Lo último que necesitamos es seguir escuchando las opiniones, excusas y justificaciones de los maltratadores. ¡Como si no las oyéramos todos los días! ¡Como si no viviéramos en un sistema que a menudo los premia por sus acciones! No hay nada profundo ni interesante en la maldad. No hay nada sofisticado en la vileza de ser un maltratador. No hay abismos intransitables que el criminal pueda ayudarnos a cruzar con el relato de lo que sucede en su atribulada mente. No hay agudeza ni astucia en las divagaciones torticeras de un manipulador. Me parece muy necio sentirse cautivado por algo así.
Y sobre todo: es absolutamente chapucero tratar de trasladar y reducir el debate a una mera cuestión de ejercicio de la libertad de expresión y publicación.
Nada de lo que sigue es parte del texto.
//! Pure game-logic functions.
//!
//! Every public function takes an immutable reference to the current
//! `GameState` (plus the frame's timestamp and, where needed, an RNG handle)
//! and returns a brand-new `GameState`.  Side effects are limited to the
//! injected RNG; sounds are only requested, through `GameState::sounds`.

use rand::Rng;

use crate::arena::Arena;
use crate::config::{
    Rules, Tally, BULLET_COOLDOWN_MS, BULLET_SPEED, ENEMY_BULLET_SPEED, ENEMY_SHOOT_DELAY_MS,
    ENEMY_SPEED, INITIAL_CURRENCY, KILL_REWARD, PLAYER_HEALTH, PLAYER_SPEED, PLAYER_START,
    POWER_UP_COOLDOWN_MS, POWER_UP_SPEED, SCREEN_HEIGHT, SCREEN_WIDTH, SPAWN_MARGIN, SPAWN_Y,
    WAVE_SIZE,
};
use crate::entities::{
    Controls, Entity, EntityId, GameState, GameStatus, Player, Role, SoundCue, SpriteSizes,
};
use crate::geometry::{Rect, Size};

// ── Constructors ─────────────────────────────────────────────────────────────

/// Build the initial game state: the player at its start position and an
/// empty playfield.
pub fn init_state(sizes: SpriteSizes, rules: Rules) -> GameState {
    GameState {
        player: Player {
            rect: Rect::from_center(sizes.player, PLAYER_START),
            health: PLAYER_HEALTH,
            speed: PLAYER_SPEED,
            last_shot_ms: 0,
        },
        arena: Arena::new(),
        currency: INITIAL_CURRENCY,
        last_power_up_ms: 0,
        status: GameStatus::Playing,
        frame: 0,
        sizes,
        rules,
        sounds: Vec::new(),
    }
}

/// A box centred on a random column just above the top edge.
fn drop_zone(size: Size, rng: &mut impl Rng) -> Rect {
    let x = rng.gen_range(SPAWN_MARGIN..=SCREEN_WIDTH - SPAWN_MARGIN);
    Rect::from_center(size, (x, SPAWN_Y))
}

/// Spawn a fresh wave of enemies along the top edge.
pub fn new_level(state: &GameState, now_ms: u64, rng: &mut impl Rng) -> GameState {
    let mut next = state.clone();
    for _ in 0..WAVE_SIZE {
        let rect = drop_zone(next.sizes.enemy, rng);
        next.arena.spawn(Role::Enemy, rect, ENEMY_SPEED, now_ms);
    }
    log::info!("spawned a wave of {WAVE_SIZE} enemies");
    next
}

// ── Input-driven state transitions (pure) ───────────────────────────────────

pub fn move_player_left(state: &GameState) -> GameState {
    let mut next = state.clone();
    next.player.rect.x = (state.player.rect.x - state.player.speed).max(0);
    next
}

pub fn move_player_right(state: &GameState) -> GameState {
    let mut next = state.clone();
    let max_x = SCREEN_WIDTH - state.player.rect.w;
    next.player.rect.x = (state.player.rect.x + state.player.speed).min(max_x);
    next
}

/// Fire a bullet from the player's nose, unless the cooldown is still running.
pub fn player_shoot(state: &GameState, now_ms: u64) -> GameState {
    if now_ms.saturating_sub(state.player.last_shot_ms) <= BULLET_COOLDOWN_MS {
        return state.clone();
    }
    let mut next = state.clone();
    let rect = Rect::from_midbottom(next.sizes.bullet, next.player.rect.midtop());
    next.arena.spawn(Role::Bullet, rect, -BULLET_SPEED, now_ms);
    next.player.last_shot_ms = now_ms;
    next.sounds.push(SoundCue::Shoot);
    next
}

/// Apply every held control for one frame.  Left and right both apply when
/// both are held.
pub fn update_player(state: &GameState, controls: Controls, now_ms: u64) -> GameState {
    let mut next = state.clone();
    if controls.left {
        next = move_player_left(&next);
    }
    if controls.right {
        next = move_player_right(&next);
    }
    if controls.fire {
        next = player_shoot(&next, now_ms);
    }
    next
}

// ── Sprite movement ─────────────────────────────────────────────────────────

/// Past the screen edge in the direction of travel.
fn off_screen(e: &Entity) -> bool {
    if e.vy < 0 {
        e.rect.bottom() < 0
    } else {
        e.rect.top() > SCREEN_HEIGHT
    }
}

/// Move every sprite, drop the ones that left the screen and let enemies whose
/// delay ran out return fire.  Enemy bullets fired this frame do not move yet.
pub fn update_sprites(state: &GameState, now_ms: u64) -> GameState {
    let mut next = state.clone();
    let bullet_size = next.sizes.enemy_bullet;
    let mut shots: Vec<Rect> = Vec::new();

    for e in next.arena.iter_mut() {
        e.rect = e.rect.translated(0, e.vy);
        if e.role == Role::Enemy
            && !off_screen(e)
            && now_ms.saturating_sub(e.last_shot_ms) > ENEMY_SHOOT_DELAY_MS
        {
            shots.push(Rect::from_midtop(bullet_size, e.rect.midbottom()));
            e.last_shot_ms = now_ms;
        }
    }

    next.arena.retain(|e| !off_screen(e));
    for rect in shots {
        next.arena.spawn(Role::EnemyBullet, rect, ENEMY_BULLET_SPEED, now_ms);
    }
    next
}

// ── Collisions ───────────────────────────────────────────────────────────────

/// How many of `hits` count toward health or currency.
fn counted(tally: Tally, hits: usize) -> u32 {
    match tally {
        Tally::PerHit => hits as u32,
        Tally::PerFrame => hits.min(1) as u32,
    }
}

fn reached_game_over(state: &mut GameState) -> bool {
    if state.player.health <= 0 {
        state.status = GameStatus::GameOver;
        log::info!("player destroyed on frame {}", state.frame);
        true
    } else {
        false
    }
}

/// Resolve the frame's overlaps in fixed order: player ↔ enemies, bullets ↔
/// enemies, player ↔ enemy bullets, player ↔ power-ups.  Once health drops to
/// zero the remaining steps are skipped.
pub fn resolve_collisions(state: &GameState) -> GameState {
    let mut next = state.clone();
    let rules = next.rules;
    let player = next.player.rect;

    // ── 1. Player ↔ enemies ──────────────────────────────────────────────────
    let rammed = next.arena.remove_overlapping(Role::Enemy, &player);
    if rammed > 0 {
        next.player.health -= counted(rules.tally, rammed) as i32;
        log::debug!("rammed by {rammed} enemies, health {}", next.player.health);
        if reached_game_over(&mut next) {
            return next;
        }
        next.sounds.push(SoundCue::Explosion);
    }

    // ── 2. Player bullets ↔ enemies ──────────────────────────────────────────
    let mut spent: Vec<EntityId> = Vec::new();
    let mut killed: Vec<EntityId> = Vec::new();
    for bullet in next.arena.with_role(Role::Bullet) {
        let hits: Vec<EntityId> = next
            .arena
            .with_role(Role::Enemy)
            .filter(|e| !killed.contains(&e.id) && e.rect.overlaps(&bullet.rect))
            .map(|e| e.id)
            .collect();
        if !hits.is_empty() {
            spent.push(bullet.id);
            killed.extend(hits);
        }
    }
    if !killed.is_empty() {
        next.arena
            .retain(|e| !spent.contains(&e.id) && !killed.contains(&e.id));
        next.currency += KILL_REWARD * counted(rules.tally, killed.len());
        log::debug!("{} enemies shot down, currency {}", killed.len(), next.currency);
        next.sounds.push(SoundCue::Explosion);
    }

    // ── 3. Player ↔ enemy bullets ────────────────────────────────────────────
    let struck = next.arena.remove_overlapping(Role::EnemyBullet, &player);
    if struck > 0 {
        next.player.health -= counted(rules.tally, struck) as i32;
        log::debug!("hit by {struck} enemy bullets, health {}", next.player.health);
        if reached_game_over(&mut next) {
            return next;
        }
    }

    // ── 4. Player ↔ power-ups ────────────────────────────────────────────────
    if !rules.coupled_power_ups || struck > 0 {
        let picked = next.arena.remove_overlapping(Role::PowerUp, &player);
        if picked > 0 {
            next.player.health += counted(rules.tally, picked) as i32;
            log::debug!("picked up {picked} power-ups, health {}", next.player.health);
        }
    }

    next
}

// ── Spawning ─────────────────────────────────────────────────────────────────

/// Drop one power-up once the cooldown has run out.  However long it has been,
/// a single check spawns at most one.
pub fn spawn_power_up(state: &GameState, now_ms: u64, rng: &mut impl Rng) -> GameState {
    if now_ms.saturating_sub(state.last_power_up_ms) <= POWER_UP_COOLDOWN_MS {
        return state.clone();
    }
    let mut next = state.clone();
    let rect = drop_zone(next.sizes.power_up, rng);
    next.arena.spawn(Role::PowerUp, rect, POWER_UP_SPEED, now_ms);
    next.last_power_up_ms = now_ms;
    log::debug!("power-up dropped at x={}", rect.center_x());
    next
}

// ── Per-frame tick (nearly pure — RNG is injected) ──────────────────────────

/// Advance the simulation by one frame: move, collide, spawn.  Nothing happens
/// unless the game is in play.  All randomness comes through `rng` so callers
/// control determinism (useful for tests with a seeded RNG).
pub fn tick(
    state: &GameState,
    controls: Controls,
    now_ms: u64,
    rng: &mut impl Rng,
) -> GameState {
    if state.status != GameStatus::Playing {
        return state.clone();
    }

    let mut next = state.clone();
    next.frame += 1;
    next.sounds.clear();

    // Sprites move before the player so a bullet fired this frame stays put.
    let next = update_sprites(&next, now_ms);
    let next = update_player(&next, controls, now_ms);
    let next = resolve_collisions(&next);
    if next.status == GameStatus::GameOver {
        return next;
    }
    spawn_power_up(&next, now_ms, rng)
}
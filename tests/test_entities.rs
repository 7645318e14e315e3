use invader_shop::arena::Arena;
use invader_shop::entities::*;
use invader_shop::geometry::Rect;

fn rect(x: i32, y: i32) -> Rect {
    Rect::new(x, y, 10, 10)
}

#[test]
fn entity_clone_and_eq() {
    assert_eq!(Role::Enemy, Role::Enemy);
    assert_ne!(Role::Bullet, Role::EnemyBullet);
    assert_eq!(GameStatus::Playing, GameStatus::Playing);
    assert_ne!(GameStatus::ShopOpen, GameStatus::GameOver);

    let mut arena = Arena::new();
    let id = arena.spawn(Role::PowerUp, rect(1, 2), 1, 0);
    let e = arena.get(id).unwrap();
    assert_eq!(e.clone(), *e);
}

#[test]
fn spawn_hands_out_unique_ids() {
    let mut arena = Arena::new();
    let a = arena.spawn(Role::Enemy, rect(0, 0), 1, 0);
    let b = arena.spawn(Role::Enemy, rect(0, 0), 1, 0);
    arena.remove(a);
    let c = arena.spawn(Role::Bullet, rect(0, 0), -10, 0);
    assert!(a < b && b < c);
}

#[test]
fn role_views_partition_all_sprites() {
    let mut arena = Arena::new();
    arena.spawn(Role::Enemy, rect(0, 0), 1, 0);
    arena.spawn(Role::Bullet, rect(0, 0), -10, 0);
    arena.spawn(Role::Enemy, rect(0, 0), 1, 0);
    arena.spawn(Role::PowerUp, rect(0, 0), 1, 0);

    let roles = [Role::Bullet, Role::Enemy, Role::EnemyBullet, Role::PowerUp];
    let total: usize = roles.iter().map(|&r| arena.count(r)).sum();
    assert_eq!(total, arena.len());
    assert_eq!(arena.count(Role::Enemy), 2);
    assert_eq!(arena.count(Role::EnemyBullet), 0);
    for role in roles {
        for e in arena.with_role(role) {
            assert!(arena.iter().any(|all| all.id == e.id));
        }
    }
}

#[test]
fn remove_takes_entity_out_of_every_view() {
    let mut arena = Arena::new();
    let id = arena.spawn(Role::EnemyBullet, rect(0, 0), 5, 0);
    let removed = arena.remove(id).unwrap();
    assert_eq!(removed.role, Role::EnemyBullet);
    assert!(arena.is_empty());
    assert_eq!(arena.count(Role::EnemyBullet), 0);
    assert!(arena.remove(id).is_none());
}

#[test]
fn remove_overlapping_only_touches_one_role() {
    let mut arena = Arena::new();
    arena.spawn(Role::Enemy, rect(0, 0), 1, 0);
    arena.spawn(Role::Enemy, rect(100, 100), 1, 0);
    let bullet = arena.spawn(Role::Bullet, rect(0, 0), -10, 0);

    let removed = arena.remove_overlapping(Role::Enemy, &Rect::new(5, 5, 10, 10));
    assert_eq!(removed, 1);
    assert_eq!(arena.count(Role::Enemy), 1);
    assert!(arena.contains(bullet));
}

#[test]
fn arena_clone_is_independent() {
    let mut original = Arena::new();
    original.spawn(Role::Enemy, rect(20, 16), 1, 0);
    let mut cloned = original.clone();

    // Mutating the clone must not affect the original
    for e in cloned.iter_mut() {
        e.rect.x = 99;
    }
    cloned.spawn(Role::Bullet, rect(5, 5), -10, 0);

    assert_eq!(original.len(), 1);
    assert_eq!(original.iter().next().unwrap().rect.x, 20);
}
//! Sprite and sound assets.
//!
//! Sprites are plain-text files: each line is one row of character cells and
//! the bounding box follows from the widest line and the line count.  Sound
//! cues hold a single bell count (1–9).  A missing or broken image stops the
//! game; a missing or broken sound is only logged.

use std::fs;
use std::path::Path;

use crate::backend::Backend;
use crate::config::{CELL_HEIGHT, CELL_WIDTH};
use crate::entities::{Role, SpriteSizes};
use crate::error::AssetError;
use crate::geometry::Size;

#[derive(Clone, Debug, PartialEq)]
pub struct Image {
    /// File stem; the terminal picks colours by it.
    pub name: String,
    pub rows: Vec<String>,
    /// World-unit bounding box.
    pub size: Size,
}

impl Image {
    pub fn read(path: &Path) -> Result<Image, AssetError> {
        let text = read_text(path)?;
        Image::parse(stem(path), &text).ok_or_else(|| AssetError::Empty {
            path: path.to_path_buf(),
        })
    }

    /// `None` when the text has no visible cells.
    pub fn parse(name: impl Into<String>, text: &str) -> Option<Image> {
        let mut rows: Vec<String> = text.lines().map(|l| l.trim_end().to_string()).collect();
        while rows.last().is_some_and(|r| r.is_empty()) {
            rows.pop();
        }
        let cols = rows.iter().map(|r| r.chars().count()).max().unwrap_or(0);
        if cols == 0 {
            return None;
        }
        let size = Size::new(cols as i32 * CELL_WIDTH, rows.len() as i32 * CELL_HEIGHT);
        Some(Image {
            name: name.into(),
            rows,
            size,
        })
    }
}

#[derive(Clone, Debug, PartialEq, Eq)]
pub struct Sound {
    pub name: String,
    pub bells: u8,
}

impl Sound {
    pub fn read(path: &Path) -> Result<Sound, AssetError> {
        let text = read_text(path)?;
        let trimmed = text.trim();
        if trimmed.is_empty() {
            return Err(AssetError::Empty {
                path: path.to_path_buf(),
            });
        }
        match trimmed.parse::<u8>() {
            Ok(bells @ 1..=9) => Ok(Sound {
                name: stem(path),
                bells,
            }),
            _ => Err(AssetError::Malformed {
                path: path.to_path_buf(),
                reason: format!("expected a bell count from 1 to 9, found {trimmed:?}"),
            }),
        }
    }
}

fn read_text(path: &Path) -> Result<String, AssetError> {
    fs::read_to_string(path).map_err(|source| AssetError::Io {
        path: path.to_path_buf(),
        source,
    })
}

fn stem(path: &Path) -> String {
    path.file_stem()
        .map(|s| s.to_string_lossy().into_owned())
        .unwrap_or_default()
}

// ── Asset set ─────────────────────────────────────────────────────────────────

/// Every sprite and sound the game uses, loaded once at startup.
#[derive(Clone, Debug)]
pub struct Assets {
    pub player: Image,
    pub bullet: Image,
    pub enemy: Image,
    pub enemy_bullet: Image,
    pub background: Image,
    pub power_up: Image,
    pub mute_music: Image,
    pub mute_sound: Image,
    pub shoot: Option<Sound>,
    pub explosion: Option<Sound>,
}

impl Assets {
    pub fn load<B: Backend>(backend: &mut B, dir: &Path) -> Result<Assets, AssetError> {
        let mut image = |file: &str| {
            backend.load_image(&dir.join(file)).map_err(|e| {
                log::error!("Error loading asset {file}: {e}");
                e
            })
        };
        let player = image("player.txt")?;
        let bullet = image("bullet.txt")?;
        let enemy = image("enemy1.txt")?;
        let enemy_bullet = image("enemy_bullet.txt")?;
        let background = image("background.txt")?;
        let power_up = image("powerup.txt")?;
        let mute_music = image("mute_music.txt")?;
        let mute_sound = image("mute_sound.txt")?;

        let mut sound = |file: &str| match backend.load_sound(&dir.join(file)) {
            Ok(s) => Some(s),
            Err(e) => {
                log::warn!("Error loading sound {file}: {e}");
                None
            }
        };
        let shoot = sound("shoot.cue");
        let explosion = sound("explosion.cue");

        log::debug!("assets loaded from {}", dir.display());
        Ok(Assets {
            player,
            bullet,
            enemy,
            enemy_bullet,
            background,
            power_up,
            mute_music,
            mute_sound,
            shoot,
            explosion,
        })
    }

    pub fn sizes(&self) -> SpriteSizes {
        SpriteSizes {
            player: self.player.size,
            bullet: self.bullet.size,
            enemy: self.enemy.size,
            enemy_bullet: self.enemy_bullet.size,
            power_up: self.power_up.size,
        }
    }

    pub fn image_for(&self, role: Role) -> &Image {
        match role {
            Role::Bullet => &self.bullet,
            Role::Enemy => &self.enemy,
            Role::EnemyBullet => &self.enemy_bullet,
            Role::PowerUp => &self.power_up,
        }
    }
}

/// Start the looping background track; returns whether it is playing.
pub fn start_music<B: Backend>(backend: &mut B, dir: &Path) -> bool {
    match backend.play_music(&dir.join("background.cue")) {
        Ok(()) => true,
        Err(e) => {
            log::warn!("Error loading background music: {e}");
            false
        }
    }
}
Aquí me gustaría incidir en una obviedad que se está pasando por alto: las mujeres somos las primeras interesadas en que se hable sobre la violencia que sufrimos y en que se divulgue sobre la conducta de los maltratadores para que todas podamos detectar las señales de alerta tempranas.
Pero lo que estamos viendo estos días es cómo una editorial y un escritor tratan de obtener notoriedad y beneficio económico convirtiéndose en portavoces y cómplices de un asesino machista que protagonizó un crimen especialmente mediático hace catorce años. Absolutamente nada más. En lugar de explicar el asesinato en los términos que el feminismo emplea para enmarcar la violencia que sufrimos las mujeres, el autor escoge tratarlo como un acontecimiento de la página de sucesos, individualizándolo, despolitizándolo y descontextualizándolo. La misoginia es cualquier cosa menos un fenómeno aislado o un asunto pasional. Lo que hizo aquel asesino no es muy diferente de lo que hacen miles de hombres a diario, su sadismo no es mayor que el de muchos tipos aparentemente normales con los que convivimos. Solo fue más osado y más torpe de lo habitual. El autor lo sabría bien si escuchara a las mujeres alguna vez.
Señalado todo esto, diré que no me interesa nada el debate legal –el libro se publicará o no, pero aunque este texto no salga, el problema no terminará ahí–, sino el debate ético. Mientras unos intentan distraer la atención hablando de censura, yo preferiría que hablemos sobre a quién y cómo decidimos dar voz y cuáles son nuestras motivaciones para ello. A quién beneficiamos y a quién perjudicamos con nuestras acciones y con el ejercicio de nuestra sagrada libertad de expresión –que en ningún caso pretendo estrechar–. No puedo dejar de preguntarme por qué un escritor o un periodista querrían convertirse en la correa de transmisión de un criminal que, aislado en la cárcel en la que cumple su condena, solo quiere seguir hostigando a la única víctima a la que decidió dejar con vida.
No veo aquí ni arte, ni literatura, ni periodismo, ni divulgación útil: solo es un espectáculo sensacionalista, soez y revictimizante. Y creo que indica cosas terribles sobre la sociedad en la que vivimos que haya tanta gente empeñada en participar en él.